+++ INPUT FOR THIS TASK

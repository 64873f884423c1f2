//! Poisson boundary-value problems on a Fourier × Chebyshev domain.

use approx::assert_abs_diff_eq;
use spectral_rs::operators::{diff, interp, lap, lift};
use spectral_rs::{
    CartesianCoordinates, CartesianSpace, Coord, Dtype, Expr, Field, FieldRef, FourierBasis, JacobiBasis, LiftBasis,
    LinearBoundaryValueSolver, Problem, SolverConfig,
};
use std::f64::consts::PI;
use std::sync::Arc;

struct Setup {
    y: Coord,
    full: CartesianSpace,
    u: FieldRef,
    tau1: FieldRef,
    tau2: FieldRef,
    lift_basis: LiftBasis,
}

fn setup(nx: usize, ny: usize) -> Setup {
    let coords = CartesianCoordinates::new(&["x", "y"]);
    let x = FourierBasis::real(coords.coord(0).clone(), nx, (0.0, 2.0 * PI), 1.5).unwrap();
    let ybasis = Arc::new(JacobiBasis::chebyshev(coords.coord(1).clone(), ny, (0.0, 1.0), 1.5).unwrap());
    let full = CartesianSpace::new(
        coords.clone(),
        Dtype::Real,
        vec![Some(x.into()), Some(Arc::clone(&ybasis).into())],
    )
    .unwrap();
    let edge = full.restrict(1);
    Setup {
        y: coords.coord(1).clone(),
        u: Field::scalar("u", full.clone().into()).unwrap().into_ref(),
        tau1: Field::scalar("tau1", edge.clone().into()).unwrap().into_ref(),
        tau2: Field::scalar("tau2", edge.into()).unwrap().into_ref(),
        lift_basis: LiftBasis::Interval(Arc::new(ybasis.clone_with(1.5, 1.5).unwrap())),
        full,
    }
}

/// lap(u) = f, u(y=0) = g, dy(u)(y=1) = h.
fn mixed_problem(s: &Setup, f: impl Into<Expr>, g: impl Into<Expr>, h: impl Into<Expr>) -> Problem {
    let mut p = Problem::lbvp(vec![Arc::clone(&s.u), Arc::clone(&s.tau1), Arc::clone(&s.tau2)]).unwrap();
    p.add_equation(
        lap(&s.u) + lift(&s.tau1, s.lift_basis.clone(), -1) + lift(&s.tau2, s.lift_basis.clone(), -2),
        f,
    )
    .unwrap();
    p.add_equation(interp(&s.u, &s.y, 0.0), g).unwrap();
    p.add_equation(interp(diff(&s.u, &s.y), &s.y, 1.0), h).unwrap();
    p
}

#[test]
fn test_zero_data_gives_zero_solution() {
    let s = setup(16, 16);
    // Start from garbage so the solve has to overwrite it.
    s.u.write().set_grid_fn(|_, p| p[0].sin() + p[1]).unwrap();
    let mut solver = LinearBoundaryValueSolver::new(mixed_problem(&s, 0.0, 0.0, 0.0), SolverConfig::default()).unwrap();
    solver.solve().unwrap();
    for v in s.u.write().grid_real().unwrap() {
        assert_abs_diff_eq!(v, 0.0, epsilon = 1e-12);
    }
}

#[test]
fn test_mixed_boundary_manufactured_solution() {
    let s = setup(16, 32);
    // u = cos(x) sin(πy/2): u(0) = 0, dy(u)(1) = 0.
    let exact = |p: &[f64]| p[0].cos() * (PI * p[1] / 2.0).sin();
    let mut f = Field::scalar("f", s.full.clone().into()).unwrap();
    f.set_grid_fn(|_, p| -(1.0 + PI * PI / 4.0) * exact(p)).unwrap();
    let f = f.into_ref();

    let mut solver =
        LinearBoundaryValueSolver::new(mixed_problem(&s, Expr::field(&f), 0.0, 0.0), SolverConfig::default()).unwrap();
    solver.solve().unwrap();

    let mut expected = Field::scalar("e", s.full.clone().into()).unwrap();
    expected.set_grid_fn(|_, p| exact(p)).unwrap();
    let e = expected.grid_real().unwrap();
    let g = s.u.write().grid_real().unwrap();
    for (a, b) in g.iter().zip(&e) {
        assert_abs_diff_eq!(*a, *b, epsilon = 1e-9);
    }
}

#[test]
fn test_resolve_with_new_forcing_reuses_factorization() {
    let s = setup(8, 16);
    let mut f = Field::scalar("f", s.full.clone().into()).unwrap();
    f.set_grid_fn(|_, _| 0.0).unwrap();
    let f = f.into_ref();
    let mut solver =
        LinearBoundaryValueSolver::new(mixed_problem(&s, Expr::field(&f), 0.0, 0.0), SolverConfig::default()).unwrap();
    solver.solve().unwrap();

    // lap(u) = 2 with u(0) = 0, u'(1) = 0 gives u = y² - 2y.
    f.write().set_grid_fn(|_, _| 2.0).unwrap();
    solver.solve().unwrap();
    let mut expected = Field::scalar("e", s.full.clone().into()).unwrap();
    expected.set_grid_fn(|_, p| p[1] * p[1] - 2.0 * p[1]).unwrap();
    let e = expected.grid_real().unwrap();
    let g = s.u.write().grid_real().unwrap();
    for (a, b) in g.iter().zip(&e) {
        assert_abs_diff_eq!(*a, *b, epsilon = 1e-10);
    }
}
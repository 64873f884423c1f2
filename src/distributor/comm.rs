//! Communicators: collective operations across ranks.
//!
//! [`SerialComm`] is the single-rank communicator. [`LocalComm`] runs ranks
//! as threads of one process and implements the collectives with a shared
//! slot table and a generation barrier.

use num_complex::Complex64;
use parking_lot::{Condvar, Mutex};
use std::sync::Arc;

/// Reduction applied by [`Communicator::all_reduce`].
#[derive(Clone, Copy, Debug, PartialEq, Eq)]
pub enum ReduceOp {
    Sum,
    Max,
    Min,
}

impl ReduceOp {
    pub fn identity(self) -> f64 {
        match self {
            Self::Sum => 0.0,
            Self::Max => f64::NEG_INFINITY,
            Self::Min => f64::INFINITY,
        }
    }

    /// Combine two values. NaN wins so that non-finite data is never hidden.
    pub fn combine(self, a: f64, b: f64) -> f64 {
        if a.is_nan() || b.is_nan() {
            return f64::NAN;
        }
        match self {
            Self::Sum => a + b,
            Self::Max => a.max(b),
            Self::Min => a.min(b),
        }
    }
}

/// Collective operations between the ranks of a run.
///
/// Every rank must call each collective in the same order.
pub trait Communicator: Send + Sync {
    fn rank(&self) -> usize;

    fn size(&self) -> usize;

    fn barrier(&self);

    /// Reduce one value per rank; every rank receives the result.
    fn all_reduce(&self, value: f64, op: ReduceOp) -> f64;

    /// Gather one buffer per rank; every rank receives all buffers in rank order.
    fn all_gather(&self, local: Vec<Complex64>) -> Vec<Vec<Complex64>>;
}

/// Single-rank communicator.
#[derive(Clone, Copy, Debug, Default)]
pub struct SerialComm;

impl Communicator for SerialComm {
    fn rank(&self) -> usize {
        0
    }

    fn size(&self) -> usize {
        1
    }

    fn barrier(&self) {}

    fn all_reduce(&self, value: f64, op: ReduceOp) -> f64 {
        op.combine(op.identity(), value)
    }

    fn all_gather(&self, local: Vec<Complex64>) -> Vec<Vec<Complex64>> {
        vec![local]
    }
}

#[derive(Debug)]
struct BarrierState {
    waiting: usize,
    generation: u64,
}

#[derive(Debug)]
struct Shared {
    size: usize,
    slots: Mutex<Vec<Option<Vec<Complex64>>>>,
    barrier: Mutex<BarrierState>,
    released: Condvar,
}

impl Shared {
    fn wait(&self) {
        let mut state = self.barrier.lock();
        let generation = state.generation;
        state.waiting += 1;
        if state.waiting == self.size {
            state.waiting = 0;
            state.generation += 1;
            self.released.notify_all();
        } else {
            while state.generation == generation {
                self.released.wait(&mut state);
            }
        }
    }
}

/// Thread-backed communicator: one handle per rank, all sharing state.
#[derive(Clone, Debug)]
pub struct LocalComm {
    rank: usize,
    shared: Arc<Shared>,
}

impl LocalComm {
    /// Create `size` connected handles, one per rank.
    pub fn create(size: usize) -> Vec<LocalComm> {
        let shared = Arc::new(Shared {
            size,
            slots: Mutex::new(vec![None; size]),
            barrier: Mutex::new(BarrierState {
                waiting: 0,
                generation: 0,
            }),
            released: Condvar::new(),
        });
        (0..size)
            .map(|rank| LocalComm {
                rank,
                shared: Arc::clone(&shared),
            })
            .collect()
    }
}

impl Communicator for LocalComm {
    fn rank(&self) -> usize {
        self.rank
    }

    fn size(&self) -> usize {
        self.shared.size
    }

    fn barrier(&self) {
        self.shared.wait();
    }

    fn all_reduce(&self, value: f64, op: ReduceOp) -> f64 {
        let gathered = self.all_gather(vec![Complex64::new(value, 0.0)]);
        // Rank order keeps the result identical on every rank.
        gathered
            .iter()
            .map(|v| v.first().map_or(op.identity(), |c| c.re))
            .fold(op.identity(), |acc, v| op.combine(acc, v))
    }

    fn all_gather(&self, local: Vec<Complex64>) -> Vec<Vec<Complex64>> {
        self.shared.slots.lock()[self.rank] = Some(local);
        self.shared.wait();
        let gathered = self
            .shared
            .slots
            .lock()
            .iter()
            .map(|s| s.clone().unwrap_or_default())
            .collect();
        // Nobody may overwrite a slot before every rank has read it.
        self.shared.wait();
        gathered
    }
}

++++++

**WHAT IS EXPECTED**
Where does the word "LocalComm" appear in the listing? List each line that holds it.

**SOLUTION TO THIS TASK**
//! [`SerialComm`] is the single-rank communicator. [`LocalComm`] runs ranks
pub struct LocalComm {
impl LocalComm {
    pub fn create(size: usize) -> Vec<LocalComm> {
            .map(|rank| LocalComm {
impl Communicator for LocalComm {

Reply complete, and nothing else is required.